I nodded like a scared child… When exactly had my reckless baby sister become the responsible adult in this family?

We trooped up to the bathroom together. And I peed on the stick.

Five minutes later, the bottom fell out of my world once and for all… But what replaced it wasn’t numbness anymore. It was fierce, abiding love. And determination.

Because if I was going to have a mafia boss’s baby, I was going to have to protect it.

I stroked my stomach, aware for the first time of the bloated feeling there. Why hadn’t I noticed that either? It was pathetic.

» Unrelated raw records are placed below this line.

//! Document schemas for the persistence layer.
//!
//! Every entity is a tagged record with explicit optionality; the status
//! and source strings of the wire protocol are closed enums here. Records
//! are stored as JSON under sled-allocated ids.

use bitcoin::{BlockHash, Network, Txid};
use chrono::{DateTime, NaiveDate, Utc};
use serde::{Deserialize, Serialize};
use serde_json::value::RawValue;

macro_rules! impl_id {
    ($name:ident) => {
        /// Opaque document id.
        #[derive(
            Clone, Copy, Debug, PartialEq, Eq, Hash, PartialOrd, Ord, Serialize, Deserialize,
        )]
        #[serde(transparent)]
        pub struct $name(pub u64);

        impl std::fmt::Display for $name {
            fn fmt(&self, f: &mut std::fmt::Formatter<'_>) -> std::fmt::Result {
                write!(f, "{}", self.0)
            }
        }
    };
}

impl_id!(UserId);
impl_id!(WalletId);
impl_id!(SeedId);
impl_id!(UserSeedId);
impl_id!(BetId);
impl_id!(TxRecordId);
impl_id!(PayoutId);

/// Lifecycle of a bet from detection to settlement.
#[derive(Clone, Copy, Debug, PartialEq, Eq, Serialize, Deserialize)]
#[serde(rename_all = "snake_case")]
pub enum BetStatus {
    /// Deposit detected, waiting for confirmations.
    Pending,
    /// Deposit confirmed to the payout threshold, not yet rolled.
    Confirmed,
    /// Roll result durable; a winning bet is waiting on its payout.
    Rolled,
    /// Terminal: losses immediately, wins once the payout broadcast.
    Paid,
    /// Terminal failure recorded by an operator.
    Failed,
}

/// Lifecycle of a payout transaction.
#[derive(Clone, Copy, Debug, PartialEq, Eq, Serialize, Deserialize)]
#[serde(rename_all = "snake_case")]
pub enum PayoutStatus {
    Pending,
    Broadcast,
    Confirmed,
    Failed,
}

/// Which observation path produced a detected transaction.
#[derive(Clone, Copy, Debug, PartialEq, Eq, Serialize, Deserialize)]
#[serde(rename_all = "snake_case")]
pub enum DetectionSource {
    /// `address-transactions` frame for a tracked address.
    AddressFeed,
    /// Full transaction or bulk txid frame from the live mempool feed.
    MempoolFeed,
    /// REST polling fallback over `GET /address/{a}/txs`.
    RestPoll,
}

/// Script kind of a vault address; drives the payout witness type.
#[derive(Clone, Copy, Debug, PartialEq, Eq, Serialize, Deserialize)]
#[serde(rename_all = "snake_case")]
pub enum AddressKind {
    Legacy,
    Segwit,
    Taproot,
}

/// A bettor, identified by the Bitcoin address their deposits come from.
/// Created on first observed deposit; never deleted.
#[derive(Clone, Debug, Serialize, Deserialize)]
pub struct User {
    pub id: UserId,
    pub address: String,
    pub total_bets: u64,
    pub total_wagered: u64,
    pub total_won: u64,
    pub total_lost: u64,
    pub created_at: DateTime<Utc>,
    pub updated_at: DateTime<Utc>,
}

/// One vault wallet per (multiplier, active) pair. The deposit address
/// uniquely determines the multiplier and chance of the resulting bet.
#[derive(Clone, Debug, Serialize, Deserialize)]
pub struct VaultWallet {
    pub id: WalletId,
    pub multiplier: u32,
    /// Win threshold in percent, strictly inside `(0, 100)`. Authoritative
    /// for win determination; the multiplier only sizes the payout.
    pub chance: f64,
    pub address: String,
    pub address_kind: AddressKind,
    pub network: Network,
    /// AES-256-GCM blob produced by the key vault.
    pub encrypted_private_key: String,
    pub is_active: bool,
    pub is_depleted: bool,
    pub total_received: u64,
    pub total_sent: u64,
    pub bet_count: u64,
    /// Cached on-chain balance, refreshed by the admin listing.
    pub balance_sats: u64,
    pub label: Option<String>,
    pub created_at: DateTime<Utc>,
    pub updated_at: DateTime<Utc>,
}

/// The house-committed seed for one calendar day. The hash is public from
/// creation; the seed itself is revealed once the day has passed.
#[derive(Clone, Debug, Serialize, Deserialize)]
pub struct ServerSeed {
    pub id: SeedId,
    pub seed_date: NaiveDate,
    pub server_seed: String,
    pub server_seed_hash: String,
    pub bet_count: u64,
    pub created_at: DateTime<Utc>,
}

/// Per-user roll parameters: the client seed (the user's address) and the
/// monotonically increasing nonce. One active record per user.
#[derive(Clone, Debug, Serialize, Deserialize)]
pub struct UserSeed {
    pub id: UserSeedId,
    pub user: UserId,
    pub client_seed: String,
    pub nonce: u64,
    pub is_active: bool,
    pub created_at: DateTime<Utc>,
}

/// The central record linking one deposit to one roll and, for wins, one
/// payout. Seeds, chance, and multiplier are snapshots taken at creation
/// so the bet stays verifiable even if the wallet changes later.
#[derive(Clone, Debug, Serialize, Deserialize)]
pub struct Bet {
    pub id: BetId,
    /// Globally monotonic sequence from the durable counter.
    pub bet_number: u64,
    pub user: UserId,
    pub vault_wallet: WalletId,
    pub user_seed: UserSeedId,
    pub deposit_txid: Txid,
    /// Vault address the deposit paid, snapshotted.
    pub target_address: String,
    pub bet_amount: u64,
    pub multiplier: u32,
    pub chance: f64,
    pub nonce: u64,
    pub server_seed: String,
    pub server_seed_hash: String,
    pub client_seed: String,
    pub roll_result: Option<f64>,
    pub is_win: Option<bool>,
    pub payout_amount: Option<u64>,
    pub profit: Option<i64>,
    pub payout_txid: Option<Txid>,
    pub status: BetStatus,
    pub created_at: DateTime<Utc>,
    pub confirmed_at: Option<DateTime<Utc>>,
    pub rolled_at: Option<DateTime<Utc>>,
    pub paid_at: Option<DateTime<Utc>>,
}

impl Bet {
    /// Whether the roll has been settled (never mutated once set).
    pub fn is_rolled(&self) -> bool {
        self.roll_result.is_some()
    }
}

/// A transaction observed paying a vault address. Observed any number of
/// times, recorded exactly once; re-observations bump `detection_count`.
#[derive(Clone, Debug, Serialize, Deserialize)]
pub struct DetectedTransaction {
    pub id: TxRecordId,
    pub txid: Txid,
    pub from_address: Option<String>,
    pub to_address: String,
    pub amount: u64,
    pub fee: u64,
    pub detected_by: DetectionSource,
    pub detection_count: u32,
    pub confirmations: u32,
    pub block_height: Option<u32>,
    pub block_hash: Option<BlockHash>,
    /// Flips true when a bet is attached or the tx is rejected as unusable.
    pub is_processed: bool,
    pub bet: Option<BetId>,
    pub detected_at: DateTime<Utc>,
    pub confirmed_at: Option<DateTime<Utc>>,
    pub processed_at: Option<DateTime<Utc>>,
    /// Raw explorer payload kept for audit.
    pub raw: Option<Box<RawValue>>,
}

/// The on-chain return of winnings for a single bet.
#[derive(Clone, Debug, Serialize, Deserialize)]
pub struct Payout {
    pub id: PayoutId,
    pub bet: BetId,
    pub amount: u64,
    pub to_address: String,
    pub status: PayoutStatus,
    pub txid: Option<Txid>,
    pub retry_count: u32,
    /// Snapshot of the configured retry bound at creation.
    pub max_retries: u32,
    pub network_fee: Option<u64>,
    pub error_message: Option<String>,
    pub created_at: DateTime<Utc>,
    pub broadcast_at: Option<DateTime<Utc>>,
    pub confirmed_at: Option<DateTime<Utc>>,
}

impl Payout {
    pub fn retries_exhausted(&self) -> bool {
        self.retry_count >= self.max_retries
    }
}

#[cfg(test)]
mod test {
    use super::*;

    #[test]
    fn statuses_serialize_snake_case() {
        assert_eq!(
            serde_json::to_string(&BetStatus::Rolled).unwrap(),
            "\"rolled\""
        );
        assert_eq!(
            serde_json::to_string(&PayoutStatus::Broadcast).unwrap(),
            "\"broadcast\""
        );
        assert_eq!(
            serde_json::to_string(&DetectionSource::RestPoll).unwrap(),
            "\"rest_poll\""
        );
    }

    #[test]
    fn ids_are_transparent_in_json() {
        let id = BetId(42);
        assert_eq!(serde_json::to_string(&id).unwrap(), "42");
        let back: BetId = serde_json::from_str("42").unwrap();
        assert_eq!(back, id);
    }
}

‘Will you tell him?’ Evie whispered, her eyes wet, too.

I swiped the tears off my cheeks. ‘I can’t tell him, Evie.’

‘Why? Because you’re scared of him, of what he’ll do…’

I shook my head. Even though I probably ought to be scared of Vito, I wasn’t. Not about this.

‘No, because I witnessed how dangerous his life is, and I don’t want that for me or my child. He said he wanted me gone, so I’m going to give him what he wants.’ Ridiculous to think it was that demand which had been the hardest to process, even after I’d finally figured out who—and what—Vito was.

Evie gripped my fingers. ‘You’re definitely going to have it, then?’

I nodded, knowing I didn’t have a choice.

I already loved the life growing inside me…

because the fact of its existence had given me back my self.

The fog I’d been living in since that night had cleared.

That hideous sense of being outside myself.

Even the guilt and recriminations which had haunted me—for being stupid enough not to question anything about that night until it was too late.

Vito could have told me who he was, but why hadn’t I asked? Even his dominant, entitled behaviour which I’d found so hot, I could now see was a byproduct of who he was. A man who lived outside the law, who didn’t abide by society’s rules.

If anything, the wealth and power and danger surrounding Vito had intensified the adrenaline rush which had made every aspect of that night so exhilarating.

But I wasn’t that clueless thrill-seeker anymore, looking to have one wild night. I would be a mother in six short months—and that gave me a purpose again. I’d once thrived on being responsible and pragmatic, on being a rule-follower. That would be my superpower now.

The strange pang in my chest I recognised from that night only plunged deeper into my chest as I realised I would never be able to see Vito again.

I ignored it. Because this was my reality now.

And if I was going to have a mob boss’s baby, my priority had to be keeping it safe—from its father most of all.